= 2008 FEI World Cup Jumping final =

Horse sport competition

The 2008 FEI World Cup Jumping Final was the 30th final of the FEI World Cup Jumping show jumping series. It was held at the Scandinavium in Gothenburg, Sweden from April 24 to April 27, 2008 for the twelfth time during the 2008 Göteborg Horse Show. Meredith Michaels-Beerbaum of Germany won the event riding Shutterfly.

==Results==
===Round 1===
Thirty-nine riders competed in the Table C €110,000 opening round of the 2008 FEI World Cup Jumping Final. Michael Whitaker opened the round, and quickly set the pace by completing a clear round in 75.05 seconds. However, his time was quickly surpassed two riders later when Malin Baryard-Johnsson took nearly four seconds off of Whitaker's time while representing the host nation of Sweden. Shortly after Peter Wylde narrowly took the lead from Baryard-Johnsson, Heinrich-Hermann Engemann cleared the course in under seventy seconds to set a new standard. Although Steve Guerdat was also able to clear the seventy second mark, Engemann's time held up as he took the €25,300 first place prize. Two-time champion Marcus Ehning was eliminated after his horse refused twice at the eleventh jump.

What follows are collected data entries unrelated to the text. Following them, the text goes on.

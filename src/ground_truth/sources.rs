//! Concrete ground-truth sources
//!
//! - `JsonApiSource`: HTTP endpoint returning JSON, fields addressed by JSON pointer
//! - `FileSource`: local JSON series of dated points
//! - `SimulatedSource`: seeded random walk standing in for scraped feeds

use std::path::{Path, PathBuf};
use std::sync::Arc;
use std::time::Duration;

use anyhow::{anyhow, bail, Context, Result};
use chrono::{DateTime, NaiveDate, TimeZone, Utc};
use parking_lot::Mutex;
use rand::{Rng, SeedableRng};
use rand_chacha::ChaCha8Rng;
use reqwest::Client;
use serde::Deserialize;
use serde_json::Value;
use tracing::{debug, warn};

use super::source::{GroundTruthSource, SourceReading};
use crate::config::SourceConfig;
use crate::models::{MetricKind, MetricObservation};

/// Build sources from configuration. Configuration order is priority order.
pub fn build_sources(
    configs: &[SourceConfig],
    request_timeout: Duration,
) -> Result<Vec<Arc<dyn GroundTruthSource>>> {
    let mut sources: Vec<Arc<dyn GroundTruthSource>> = Vec::with_capacity(configs.len());

    for (idx, config) in configs.iter().enumerate() {
        let priority = u8::try_from(idx).unwrap_or(u8::MAX);
        let source: Arc<dyn GroundTruthSource> = match config {
            SourceConfig::JsonApi {
                name,
                metric,
                url,
                value_pointer,
                timestamp_pointer,
                change_pointer,
                change_pct_pointer,
                api_key_env,
            } => {
                let api_key = api_key_env
                    .as_deref()
                    .and_then(|var| std::env::var(var).ok())
                    .filter(|k| !k.trim().is_empty());
                if api_key_env.is_some() && api_key.is_none() {
                    warn!(source = %name, "API key variable configured but not set");
                }
                let mut source =
                    JsonApiSource::new(name, *metric, url, value_pointer, request_timeout)?
                        .with_priority(priority);
                source.timestamp_pointer = timestamp_pointer.clone();
                source.change_pointer = change_pointer.clone();
                source.change_pct_pointer = change_pct_pointer.clone();
                source.api_key = api_key;
                Arc::new(source)
            }
            SourceConfig::File { name, metric, path } => {
                Arc::new(FileSource::new(name, *metric, path).with_priority(priority))
            }
            SourceConfig::Simulated {
                name,
                metric,
                baseline,
                daily_volatility,
                seed,
            } => Arc::new(
                SimulatedSource::new(name, *metric, *baseline, *daily_volatility, *seed)
                    .with_priority(priority),
            ),
        };
        debug!(source = source.name(), priority, "Registered ground-truth source");
        sources.push(source);
    }

    Ok(sources)
}
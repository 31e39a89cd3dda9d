//! BDI Forecast Service
//!
//! Runs the forecast / validate / calibrate loop and prints the dashboard snapshot as JSON.
//!
//! Usage:
//!   bdi-forecast --config forecast.toml --checkpoint params.json --metrics-file bdi.prom
//!   bdi-forecast --once --seed 42
//!
//! Environment Variables:
//!   BDI_CONFIG_PATH - Path to TOML config file
//!   RUST_LOG - tracing filter (default: bdi_forecast=info)
//!   BDI_* - individual config overrides, see config.rs

use std::path::{Path, PathBuf};
use std::sync::Arc;
use std::time::Duration;

use anyhow::{Context, Result};
use clap::Parser;
use tracing::{info, warn};
use tracing_subscriber::{layer::SubscriberExt, util::SubscriberInitExt, EnvFilter};

use bdi_forecast::calibration::CalibrationParameters;
use bdi_forecast::telemetry::ForecastMetrics;
use bdi_forecast::{CycleReport, ForecastConfig, Orchestrator};

#[derive(Parser, Debug)]
#[command(name = "bdi-forecast")]
#[command(about = "Closed-loop Baltic Dry Index forecaster")]
struct Args {
    /// Path to TOML configuration file
    #[arg(short, long, env = "BDI_CONFIG_PATH")]
    config: Option<PathBuf>,

    /// Run a single cycle and exit
    #[arg(long)]
    once: bool,

    /// Override the cycle interval
    #[arg(long)]
    interval_secs: Option<u64>,

    /// Log level for this crate (trace, debug, info, warn, error)
    #[arg(short, long)]
    log_level: Option<String>,

    /// Write Prometheus text metrics here after every cycle
    #[arg(long)]
    metrics_file: Option<PathBuf>,

    /// Restore calibration parameters from, and save them to, this JSON file
    #[arg(long)]
    checkpoint: Option<PathBuf>,

    /// Seed factor draws, estimate noise and simulated feeds
    #[arg(long)]
    seed: Option<u64>,
}

#[tokio::main]
async fn main() -> Result<()> {
    load_env();
    let args = Args::parse();
    init_tracing(args.log_level.as_deref());

    info!("🚢 Starting BDI forecast service");

    let mut config = ForecastConfig::load(args.config.as_deref())?;
    if let Some(seed) = args.seed {
        config.factors.seed = Some(seed);
    }
    if let Some(secs) = args.interval_secs {
        config.schedule.cycle_interval = Duration::from_secs(secs.max(1));
    }

    let metrics = Arc::new(ForecastMetrics::new());
    let orchestrator = Orchestrator::from_config(config, metrics).await?;

    if let Some(path) = args.checkpoint.as_deref().filter(|p| p.exists()) {
        let params = CalibrationParameters::load_checkpoint(path)?;
        orchestrator.controller().restore(params);
        info!("Restored calibration parameters from {}", path.display());
    }

    info!(
        sources = ?orchestrator.source_names(),
        validated = %orchestrator.config().schedule.validated_metric,
        tracked = orchestrator.config().schedule.tracked_metrics.len(),
        "Forecast loop configured"
    );

    if args.once {
        let report = orchestrator.run_cycle().await;
        after_cycle(&orchestrator, &args, &report);
        return Ok(());
    }

    let interval = orchestrator.config().schedule.cycle_interval;
    let shutdown = async {
        if let Err(e) = tokio::signal::ctrl_c().await {
            warn!("Failed to listen for ctrl-c: {}", e);
            std::future::pending::<()>().await;
        }
    };
    orchestrator
        .run(interval, shutdown, |report| after_cycle(&orchestrator, &args, report))
        .await;

    info!("Shutdown complete");
    Ok(())
}

/// Persist state and print the dashboard. Failures are logged, never fatal.
fn after_cycle(orchestrator: &Orchestrator, args: &Args, report: &CycleReport) {
    if let Some(path) = &args.checkpoint {
        if let Err(e) = orchestrator.controller().snapshot().save_checkpoint(path) {
            warn!(error = %e, "⚠️ Failed to save calibration checkpoint");
        }
    }

    if let Some(path) = &args.metrics_file {
        if let Err(e) = write_metrics_file(path, &orchestrator.metrics().to_prometheus()) {
            warn!(error = %e, "⚠️ Failed to write metrics file");
        }
    }

    match serde_json::to_string_pretty(&orchestrator.dashboard()) {
        Ok(json) => println!("{}", json),
        Err(e) => warn!(cycle_id = %report.cycle_id, error = %e, "Failed to render dashboard"),
    }
}

/// Write-then-rename so a textfile collector never reads a partial file.
fn write_metrics_file(path: &Path, contents: &str) -> Result<()> {
    let tmp = path.with_extension("prom.tmp");
    std::fs::write(&tmp, contents).with_context(|| format!("failed to write {}", tmp.display()))?;
    std::fs::rename(&tmp, path).with_context(|| format!("failed to move into {}", path.display()))
}

fn init_tracing(level: Option<&str>) {
    let filter = match level {
        Some(level) => EnvFilter::new(format!("bdi_forecast={}", level)),
        None => EnvFilter::try_from_default_env().unwrap_or_else(|_| "bdi_forecast=info".into()),
    };

    // Logs go to stderr; stdout carries the dashboard JSON
    tracing_subscriber::registry()
        .with(filter)
        .with(tracing_subscriber::fmt::layer().with_writer(std::io::stderr))
        .init();
}

fn load_env() {
    // Missing .env is fine
    let _ = dotenv::dotenv();
}
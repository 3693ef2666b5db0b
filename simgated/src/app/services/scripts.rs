// SPDX-License-Identifier: AGPL-3.0-only
// Copyright (C) 2026 Alex Sizykh

use serde::Serialize;
use tera::Context;

use crate::app::errors::{AppResult, local_error};
use crate::app::services::shell::sh_escape;
use crate::app::settings::SchedulerSettings;

const SIMULATION_TEMPLATE: &str = r#"#!/bin/bash
#SBATCH --job-name={{ job_name }}
#SBATCH --time={{ time_limit }}
#SBATCH --cpus-per-task {{ cpus_per_task }}
#SBATCH --mem={{ memory }}
#SBATCH --partition={{ partition }}
{% if qos %}#SBATCH --qos={{ qos }}
{% endif %}#SBATCH --output={{ log_path }}

set -e

# --compat isolates the container the way docker would
echo "Simulation {{ job_name }} running."
singularity exec \
    --compat \
    --bind {{ experiment_dir }}:/experiment \
    {{ image_path }} \
    python3 /runtime/main.py /experiment/{{ experiment_id }}.omex
echo "Simulation run completed. data saved to {{ experiment_dir }}."
"#;

const BUILD_TEMPLATE: &str = r#"#!/bin/bash
#SBATCH --job-name={{ job_name }}
#SBATCH --time={{ time_limit }}
#SBATCH --cpus-per-task {{ cpus_per_task }}
#SBATCH --mem={{ memory }}
#SBATCH --partition={{ partition }}
{% if qos %}#SBATCH --qos={{ qos }}
{% endif %}#SBATCH --output={{ log_path }}

set -e

echo "Building simulator image {{ image_path }}."
singularity build --fakeroot {{ image_path }} {{ definition_path }}
echo "Simulator image {{ image_path }} built."
"#;

const DEFINITION_TEMPLATE: &str = r#"Bootstrap: docker
From: {{ base_image }}

%post
    set -e
{% if packages %}    python3 -m pip install --no-cache-dir{% for package in packages %} {{ package }}{% endfor %}
{% else %}    # No PyPI dependencies
{% endif %}
%runscript
    exec python3 "$@"
"#;

#[derive(Debug, Serialize)]
struct Resources<'a> {
    time_limit: &'a str,
    cpus_per_task: u32,
    memory: &'a str,
    partition: &'a str,
    qos: Option<&'a str>,
}

impl<'a> Resources<'a> {
    fn from_settings(settings: &'a SchedulerSettings) -> Self {
        Self {
            time_limit: &settings.time_limit,
            cpus_per_task: settings.cpus_per_task,
            memory: &settings.memory,
            partition: &settings.partition,
            qos: settings.qos.as_deref().filter(|qos| !qos.trim().is_empty()),
        }
    }
}

#[derive(Debug, Serialize)]
struct SimulationScript<'a> {
    job_name: &'a str,
    experiment_id: &'a str,
    experiment_dir: &'a str,
    image_path: &'a str,
    log_path: &'a str,
    #[serde(flatten)]
    resources: Resources<'a>,
}

#[derive(Debug, Serialize)]
struct BuildScript<'a> {
    job_name: &'a str,
    image_path: &'a str,
    definition_path: &'a str,
    log_path: &'a str,
    #[serde(flatten)]
    resources: Resources<'a>,
}

pub struct SimulationScriptParams<'a> {
    pub job_name: &'a str,
    pub experiment_id: &'a str,
    pub experiment_dir: &'a str,
    pub image_path: &'a str,
    pub log_path: &'a str,
}

pub struct BuildScriptParams<'a> {
    pub job_name: &'a str,
    pub image_path: &'a str,
    pub definition_path: &'a str,
    pub log_path: &'a str,
}

pub fn render_simulation_script(
    settings: &SchedulerSettings,
    params: SimulationScriptParams<'_>,
) -> AppResult<String> {
    let script = SimulationScript {
        job_name: params.job_name,
        experiment_id: params.experiment_id,
        experiment_dir: params.experiment_dir,
        image_path: params.image_path,
        log_path: params.log_path,
        resources: Resources::from_settings(settings),
    };
    render(SIMULATION_TEMPLATE, &script)
}

pub fn render_build_script(
    settings: &SchedulerSettings,
    params: BuildScriptParams<'_>,
) -> AppResult<String> {
    let script = BuildScript {
        job_name: params.job_name,
        image_path: params.image_path,
        definition_path: params.definition_path,
        log_path: params.log_path,
        resources: Resources::from_settings(settings),
    };
    render(BUILD_TEMPLATE, &script)
}

#[derive(Debug, Serialize)]
struct Definition<'a> {
    base_image: &'a str,
    packages: Vec<String>,
}

/// Singularity definition installing `packages` (already validated) on top of `base_image`.
pub fn render_definition<'a, I>(base_image: &str, packages: I) -> AppResult<String>
where
    I: IntoIterator<Item = &'a str>,
{
    let definition = Definition {
        base_image,
        packages: packages.into_iter().map(sh_escape).collect(),
    };
    render(DEFINITION_TEMPLATE, &definition)
}

fn render<T: Serialize>(template: &str, values: &T) -> AppResult<String> {
    let context = Context::from_serialize(values)
        .map_err(|err| local_error(format!("failed to build script context: {err}")))?;
    tera::Tera::one_off(template, &context, false)
        .map_err(|err| local_error(format!("script render failed: {err}")))
}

|  | Rider | Horse | Time (s) | Penalties | Points |
|---|---|---|---|---|---|
| 1 | GER Heinrich-Hermann Engemann [de] | Aboyeur W | 68.73 | 0 | 40 |
| 2 | SUI Steve Guerdat | Tresov V | 69.88 | 0 | 38 |
| 3 | IRL Jessica Kürten | Castle Forbes Libertina | 70.31 | 0 | 37 |

===Round 2===
Thirty-eight riders returned for the Table A €110,000 second round of the 2008 FEI World Cup Jumping Final, except for Marcus Ehning who was eliminated in the first round. Five riders went clear and competed in a jump-off round: Jessica Kürten, Peter Wylde, Ludger Beerbaum, Rich Fellers, and Michael Whitaker.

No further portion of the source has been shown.